Transcribe exactly each line of the entries, from the opening line to the line with "let watcher = ObserverWatcher(observer);", with both of those lines included.
-*-*-
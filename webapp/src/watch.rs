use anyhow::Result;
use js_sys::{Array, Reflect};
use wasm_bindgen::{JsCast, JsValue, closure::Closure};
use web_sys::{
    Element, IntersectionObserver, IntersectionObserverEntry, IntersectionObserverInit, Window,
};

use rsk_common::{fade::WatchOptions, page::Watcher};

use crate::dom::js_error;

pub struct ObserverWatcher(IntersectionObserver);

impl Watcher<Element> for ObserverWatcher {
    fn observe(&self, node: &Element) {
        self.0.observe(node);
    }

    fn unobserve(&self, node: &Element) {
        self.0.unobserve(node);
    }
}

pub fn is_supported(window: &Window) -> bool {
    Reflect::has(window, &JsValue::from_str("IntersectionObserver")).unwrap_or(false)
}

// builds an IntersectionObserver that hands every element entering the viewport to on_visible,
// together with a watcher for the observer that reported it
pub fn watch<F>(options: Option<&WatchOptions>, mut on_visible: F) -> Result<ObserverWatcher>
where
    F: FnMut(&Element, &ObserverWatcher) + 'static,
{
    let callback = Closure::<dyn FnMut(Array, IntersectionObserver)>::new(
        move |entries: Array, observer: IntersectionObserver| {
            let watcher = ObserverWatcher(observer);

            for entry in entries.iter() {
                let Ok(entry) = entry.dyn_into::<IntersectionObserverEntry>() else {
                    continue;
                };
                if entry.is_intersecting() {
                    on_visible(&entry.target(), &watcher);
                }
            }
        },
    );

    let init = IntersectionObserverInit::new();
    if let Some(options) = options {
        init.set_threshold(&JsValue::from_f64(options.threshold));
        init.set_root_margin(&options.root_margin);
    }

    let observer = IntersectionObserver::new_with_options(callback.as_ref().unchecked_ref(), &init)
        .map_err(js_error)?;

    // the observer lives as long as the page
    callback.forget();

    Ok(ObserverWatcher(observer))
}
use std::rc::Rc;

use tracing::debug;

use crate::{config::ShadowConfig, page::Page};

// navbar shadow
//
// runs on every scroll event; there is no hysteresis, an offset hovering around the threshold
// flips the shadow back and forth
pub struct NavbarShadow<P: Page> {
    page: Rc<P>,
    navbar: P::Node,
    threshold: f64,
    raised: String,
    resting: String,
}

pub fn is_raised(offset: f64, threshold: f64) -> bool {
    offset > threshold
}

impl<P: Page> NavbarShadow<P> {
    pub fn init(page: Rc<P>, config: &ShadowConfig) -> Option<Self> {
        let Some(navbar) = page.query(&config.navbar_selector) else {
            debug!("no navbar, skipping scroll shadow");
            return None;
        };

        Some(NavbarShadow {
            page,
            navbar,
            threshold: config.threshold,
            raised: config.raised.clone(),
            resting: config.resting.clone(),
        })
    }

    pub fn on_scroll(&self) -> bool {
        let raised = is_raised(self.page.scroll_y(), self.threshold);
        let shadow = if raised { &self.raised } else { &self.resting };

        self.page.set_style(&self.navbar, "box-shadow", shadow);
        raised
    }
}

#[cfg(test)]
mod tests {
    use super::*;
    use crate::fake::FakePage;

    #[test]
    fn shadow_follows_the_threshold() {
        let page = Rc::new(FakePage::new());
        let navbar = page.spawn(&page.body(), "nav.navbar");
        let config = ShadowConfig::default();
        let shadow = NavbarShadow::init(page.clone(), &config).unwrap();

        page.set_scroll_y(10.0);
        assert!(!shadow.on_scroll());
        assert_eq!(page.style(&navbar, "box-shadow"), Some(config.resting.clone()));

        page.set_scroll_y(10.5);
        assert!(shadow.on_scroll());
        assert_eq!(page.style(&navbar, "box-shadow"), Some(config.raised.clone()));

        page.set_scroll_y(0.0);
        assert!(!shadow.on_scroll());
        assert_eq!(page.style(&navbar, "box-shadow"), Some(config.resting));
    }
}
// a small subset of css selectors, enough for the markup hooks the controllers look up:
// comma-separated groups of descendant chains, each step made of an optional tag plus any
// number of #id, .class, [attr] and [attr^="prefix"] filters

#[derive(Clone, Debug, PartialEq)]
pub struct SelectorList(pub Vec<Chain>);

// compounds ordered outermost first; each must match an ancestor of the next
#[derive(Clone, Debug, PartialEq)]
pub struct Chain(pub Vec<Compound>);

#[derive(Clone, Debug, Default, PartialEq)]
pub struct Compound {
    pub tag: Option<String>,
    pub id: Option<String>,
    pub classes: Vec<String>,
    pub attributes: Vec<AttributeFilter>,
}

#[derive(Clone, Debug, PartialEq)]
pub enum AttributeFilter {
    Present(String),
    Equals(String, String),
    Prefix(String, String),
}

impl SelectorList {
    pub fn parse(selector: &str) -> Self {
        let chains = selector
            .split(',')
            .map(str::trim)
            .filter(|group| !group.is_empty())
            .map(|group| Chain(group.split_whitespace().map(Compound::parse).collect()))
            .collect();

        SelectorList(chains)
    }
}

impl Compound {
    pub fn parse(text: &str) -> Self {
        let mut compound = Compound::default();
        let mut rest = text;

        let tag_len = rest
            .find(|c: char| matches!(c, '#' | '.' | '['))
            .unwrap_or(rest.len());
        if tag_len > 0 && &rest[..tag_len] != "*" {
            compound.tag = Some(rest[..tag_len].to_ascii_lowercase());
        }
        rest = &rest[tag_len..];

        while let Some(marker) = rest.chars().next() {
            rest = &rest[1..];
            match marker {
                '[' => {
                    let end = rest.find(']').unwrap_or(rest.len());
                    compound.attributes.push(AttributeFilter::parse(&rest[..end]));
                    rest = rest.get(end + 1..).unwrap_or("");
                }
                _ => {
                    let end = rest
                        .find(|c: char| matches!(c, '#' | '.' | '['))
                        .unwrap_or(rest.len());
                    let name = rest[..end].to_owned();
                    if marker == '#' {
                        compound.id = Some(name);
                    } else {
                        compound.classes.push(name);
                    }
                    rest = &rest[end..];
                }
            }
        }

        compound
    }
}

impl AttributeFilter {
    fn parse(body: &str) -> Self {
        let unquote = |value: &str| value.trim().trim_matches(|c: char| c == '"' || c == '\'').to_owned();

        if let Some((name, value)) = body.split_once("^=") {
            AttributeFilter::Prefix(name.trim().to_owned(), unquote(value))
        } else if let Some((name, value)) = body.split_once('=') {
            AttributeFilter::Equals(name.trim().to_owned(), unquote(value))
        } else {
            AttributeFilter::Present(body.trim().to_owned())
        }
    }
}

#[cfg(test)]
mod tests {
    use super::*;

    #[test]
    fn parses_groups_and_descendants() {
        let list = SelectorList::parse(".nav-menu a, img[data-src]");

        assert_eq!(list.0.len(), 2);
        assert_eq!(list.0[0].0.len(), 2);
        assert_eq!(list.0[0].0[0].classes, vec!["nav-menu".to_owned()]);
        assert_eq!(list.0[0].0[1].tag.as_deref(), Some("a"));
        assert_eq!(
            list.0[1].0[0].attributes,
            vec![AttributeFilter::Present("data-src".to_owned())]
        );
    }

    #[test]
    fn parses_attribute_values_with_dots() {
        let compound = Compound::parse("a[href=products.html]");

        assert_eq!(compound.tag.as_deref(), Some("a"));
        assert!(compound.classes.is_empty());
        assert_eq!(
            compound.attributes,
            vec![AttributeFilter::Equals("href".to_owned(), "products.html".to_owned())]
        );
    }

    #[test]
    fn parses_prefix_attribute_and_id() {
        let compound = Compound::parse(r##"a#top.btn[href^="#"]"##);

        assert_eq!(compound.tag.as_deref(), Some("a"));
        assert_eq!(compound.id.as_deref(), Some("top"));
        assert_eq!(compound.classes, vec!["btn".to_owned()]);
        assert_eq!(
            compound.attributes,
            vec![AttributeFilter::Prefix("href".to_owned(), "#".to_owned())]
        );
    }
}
-*-*-
> **Written response**
filename webapp/src/watch.rs
use anyhow::Result;
use js_sys::{Array, Reflect};
use wasm_bindgen::{JsCast, JsValue, closure::Closure};
use web_sys::{
    Element, IntersectionObserver, IntersectionObserverEntry, IntersectionObserverInit, Window,
};

use rsk_common::{fade::WatchOptions, page::Watcher};

use crate::dom::js_error;

pub struct ObserverWatcher(IntersectionObserver);

impl Watcher<Element> for ObserverWatcher {
    fn observe(&self, node: &Element) {
        self.0.observe(node);
    }

    fn unobserve(&self, node: &Element) {
        self.0.unobserve(node);
    }
}

pub fn is_supported(window: &Window) -> bool {
    Reflect::has(window, &JsValue::from_str("IntersectionObserver")).unwrap_or(false)
}

// builds an IntersectionObserver that hands every element entering the viewport to on_visible,
// together with a watcher for the observer that reported it
pub fn watch<F>(options: Option<&WatchOptions>, mut on_visible: F) -> Result<ObserverWatcher>
where
    F: FnMut(&Element, &ObserverWatcher) + 'static,
{
    let callback = Closure::<dyn FnMut(Array, IntersectionObserver)>::new(
        move |entries: Array, observer: IntersectionObserver| {
            let watcher = ObserverWatcher(observer);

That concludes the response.